THE TASK
Throughout the entries below, report every line where "builtin" is found.

- - - - -

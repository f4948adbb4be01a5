//! End-to-end planning: changed paths in, execution plan out.
//!
//! Stages run in a fixed order (classify, assess, map, prioritize, group,
//! filter, estimate, emit). Every stage is a pure function of its inputs,
//! so identical requests produce identical plans.

use chrono::{DateTime, Utc};

use crate::classify::RuleTable;
use crate::config::PlannerConfig;
use crate::error::PlanResult;
use crate::estimate::estimate;
use crate::filter::{apply_floor, SelectionMode};
use crate::grouping::{dependency_violations, group_tests, ExecutionGroup, GroupingStrategy};
use crate::impact::assess;
use crate::mapper::infer_test_categories;
use crate::obs::{self, PlanSpan};
use crate::plan::{emit, ChangeSummary, ExecutionPlan, PlanParts};
use crate::priority::prioritize;
use crate::report::ChangeAnalysisDocument;

/// One planning run.
#[derive(Debug, Clone)]
pub struct PlanRequest {
    pub changed_paths: Vec<String>,
    pub branch: String,
    /// Overrides the branch policy's selection mode when set.
    pub mode_override: Option<String>,
    /// Overrides the configured grouping strategy when set.
    pub grouping: Option<GroupingStrategy>,
    pub generated_at: DateTime<Utc>,
}

impl PlanRequest {
    pub fn new(
        changed_paths: Vec<String>,
        branch: impl Into<String>,
        generated_at: DateTime<Utc>,
    ) -> Self {
        Self {
            changed_paths,
            branch: branch.into(),
            mode_override: None,
            grouping: None,
            generated_at,
        }
    }

    pub fn with_mode(mut self, mode: impl Into<String>) -> Self {
        self.mode_override = Some(mode.into());
        self
    }

    pub fn with_grouping(mut self, grouping: GroupingStrategy) -> Self {
        self.grouping = Some(grouping);
        self
    }
}

/// Classification rules plus resolved configuration.
#[derive(Debug, Clone)]
pub struct Planner {
    rules: RuleTable,
    config: PlannerConfig,
}

impl Planner {
    /// Built-in rules with `config`.
    pub fn new(config: PlannerConfig) -> PlanResult<Self> {
        Ok(Self {
            rules: RuleTable::builtin()?,
            config,
        })
    }

    pub fn with_rules(rules: RuleTable, config: PlannerConfig) -> Self {
        Self { rules, config }
    }

    pub fn builtin() -> PlanResult<Self> {
        Self::new(PlannerConfig::builtin()?)
    }

    pub fn config(&self) -> &PlannerConfig {
        &self.config
    }

    pub fn rules(&self) -> &RuleTable {
        &self.rules
    }

    /// Classification, impact, and inferred categories without planning.
    pub fn analyze<S: AsRef<str>>(
        &self,
        paths: &[S],
        generated_at: DateTime<Utc>,
    ) -> ChangeAnalysisDocument {
        let analysis = self.rules.classify(paths);
        let impact = assess(&analysis);
        let categories = infer_test_categories(&analysis);
        ChangeAnalysisDocument::new(generated_at, &analysis, impact, &categories)
    }

    /// Run every stage for `request`.
    ///
    /// Fails only with [`crate::PlanError::DependencyCycle`]; every other
    /// irregularity is recorded in the plan's `diagnostics`.
    pub fn plan(&self, request: &PlanRequest) -> PlanResult<ExecutionPlan> {
        let branch = request.branch.trim();
        let branch = branch.strip_prefix("refs/heads/").unwrap_or(branch);
        let policy = self.config.policies.resolve(branch);
        let catalog = &self.config.catalog;
        let grouping = request.grouping.unwrap_or(self.config.grouping);

        let _span = PlanSpan::enter(branch);
        obs::emit_plan_started(branch, &policy.name, request.changed_paths.len());

        let mut diagnostics = self.config.warnings.clone();

        let analysis = self.rules.classify(&request.changed_paths);
        obs::emit_changes_classified(
            analysis.total_changed,
            analysis.classified_count(),
            analysis.unclassified.len(),
        );
        if analysis.is_empty() {
            diagnostics.push(if analysis.total_changed == 0 {
                "no changed paths; nothing to test".to_string()
            } else {
                format!(
                    "none of the {} changed path(s) matched a classification rule; nothing to test",
                    analysis.total_changed
                )
            });
        }

        let impact = assess(&analysis);
        obs::emit_impact_assessed(&impact);

        let categories = infer_test_categories(&analysis);
        for name in categories.iter().filter(|c| !catalog.contains(c.as_str())) {
            diagnostics.push(format!(
                "test category '{}' is not in the catalog; using default priority and duration",
                name
            ));
        }

        let tests = prioritize(&categories, catalog, impact.level);
        let groups = match group_tests(&tests, catalog, grouping) {
            Ok(groups) => groups,
            Err(e) => {
                obs::emit_plan_aborted(&e);
                return Err(e);
            }
        };
        obs::emit_tests_grouped(grouping.as_str(), tests.len(), groups.len());

        let raw_mode = request
            .mode_override
            .as_deref()
            .unwrap_or(&policy.selection_mode);
        let (mode, recognized) = SelectionMode::parse_lenient(raw_mode);
        if !recognized {
            diagnostics.push(format!(
                "unrecognised selection mode '{}'; using {}",
                raw_mode.trim(),
                mode
            ));
        }

        let floor = mode.priority_floor(policy.allow_skipping);
        let filtered = apply_floor(&groups, floor);
        let kept: usize = filtered.iter().map(ExecutionGroup::len).sum();
        obs::emit_tests_filtered(mode.as_str(), floor, kept, tests.len() - kept);
        if kept == 0 && !tests.is_empty() {
            diagnostics.push(format!(
                "every selected test fell below the {} priority floor of {}",
                mode,
                floor.unwrap_or_default()
            ));
        }

        if grouping == GroupingStrategy::Legacy {
            diagnostics.extend(
                dependency_violations(&filtered, catalog)
                    .into_iter()
                    .map(|v| format!("legacy grouping: {}", v)),
            );
        }

        for message in &diagnostics {
            obs::emit_plan_diagnostic(message);
        }

        let plan = emit(PlanParts {
            timestamp: request.generated_at,
            mode: mode.as_str().to_string(),
            branch: branch.to_string(),
            grouping,
            time_estimates: estimate(&filtered, catalog),
            groups: filtered,
            policy: policy.clone(),
            change_summary: ChangeSummary::new(&analysis, impact, &categories),
            diagnostics,
        });
        obs::emit_plan_emitted(&plan.mode, plan.total_tests, &plan.plan_digest);
        Ok(plan)
    }
}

- - - - -

EXERCISE OUTPUT
            rules: RuleTable::builtin()?,
    pub fn builtin() -> PlanResult<Self> {
        Self::new(PlannerConfig::builtin()?)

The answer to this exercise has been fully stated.